[Collected data]
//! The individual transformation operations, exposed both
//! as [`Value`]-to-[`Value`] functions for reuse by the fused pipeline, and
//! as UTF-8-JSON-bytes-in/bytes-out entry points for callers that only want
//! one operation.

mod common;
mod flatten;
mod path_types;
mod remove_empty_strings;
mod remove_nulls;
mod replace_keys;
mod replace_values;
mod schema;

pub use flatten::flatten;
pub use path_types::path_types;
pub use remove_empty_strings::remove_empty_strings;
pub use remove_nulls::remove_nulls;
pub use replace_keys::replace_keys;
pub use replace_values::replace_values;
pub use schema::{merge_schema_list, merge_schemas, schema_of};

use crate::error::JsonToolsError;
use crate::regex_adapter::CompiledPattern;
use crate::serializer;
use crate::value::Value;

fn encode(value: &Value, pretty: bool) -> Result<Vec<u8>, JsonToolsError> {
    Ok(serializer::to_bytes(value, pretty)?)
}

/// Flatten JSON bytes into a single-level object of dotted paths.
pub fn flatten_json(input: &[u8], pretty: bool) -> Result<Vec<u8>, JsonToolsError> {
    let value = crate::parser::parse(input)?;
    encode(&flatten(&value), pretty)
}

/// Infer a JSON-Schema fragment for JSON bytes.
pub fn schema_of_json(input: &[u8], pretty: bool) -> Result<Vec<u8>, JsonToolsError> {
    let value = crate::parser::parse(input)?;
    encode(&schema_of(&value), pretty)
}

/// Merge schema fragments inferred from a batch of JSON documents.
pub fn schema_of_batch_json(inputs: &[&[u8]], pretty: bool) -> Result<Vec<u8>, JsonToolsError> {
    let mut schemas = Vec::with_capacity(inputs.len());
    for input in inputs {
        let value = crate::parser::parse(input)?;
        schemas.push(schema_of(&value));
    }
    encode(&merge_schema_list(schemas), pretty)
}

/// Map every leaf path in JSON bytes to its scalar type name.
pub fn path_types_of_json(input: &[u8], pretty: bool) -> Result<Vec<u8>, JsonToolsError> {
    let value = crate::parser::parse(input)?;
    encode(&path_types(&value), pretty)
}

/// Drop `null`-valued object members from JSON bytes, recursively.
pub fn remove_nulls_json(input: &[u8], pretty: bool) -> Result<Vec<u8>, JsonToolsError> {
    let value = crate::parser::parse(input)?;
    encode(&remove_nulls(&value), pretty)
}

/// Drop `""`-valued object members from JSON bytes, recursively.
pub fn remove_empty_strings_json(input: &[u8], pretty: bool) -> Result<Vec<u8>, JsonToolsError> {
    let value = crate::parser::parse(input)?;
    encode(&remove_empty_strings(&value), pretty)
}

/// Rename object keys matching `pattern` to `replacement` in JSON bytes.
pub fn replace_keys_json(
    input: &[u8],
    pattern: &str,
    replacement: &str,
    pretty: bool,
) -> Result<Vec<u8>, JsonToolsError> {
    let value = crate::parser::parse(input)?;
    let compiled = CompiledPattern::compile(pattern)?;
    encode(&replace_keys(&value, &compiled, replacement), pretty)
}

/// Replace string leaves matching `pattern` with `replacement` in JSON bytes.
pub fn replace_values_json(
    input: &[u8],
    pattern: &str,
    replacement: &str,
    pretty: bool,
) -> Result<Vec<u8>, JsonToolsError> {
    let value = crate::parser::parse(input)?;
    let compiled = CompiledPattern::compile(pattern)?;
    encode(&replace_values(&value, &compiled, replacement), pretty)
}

WHAT YOU ARE ASKED TO DO
If a line in the records holds the word "serializer", count it, then give only the total.

COMPLETED TASK
2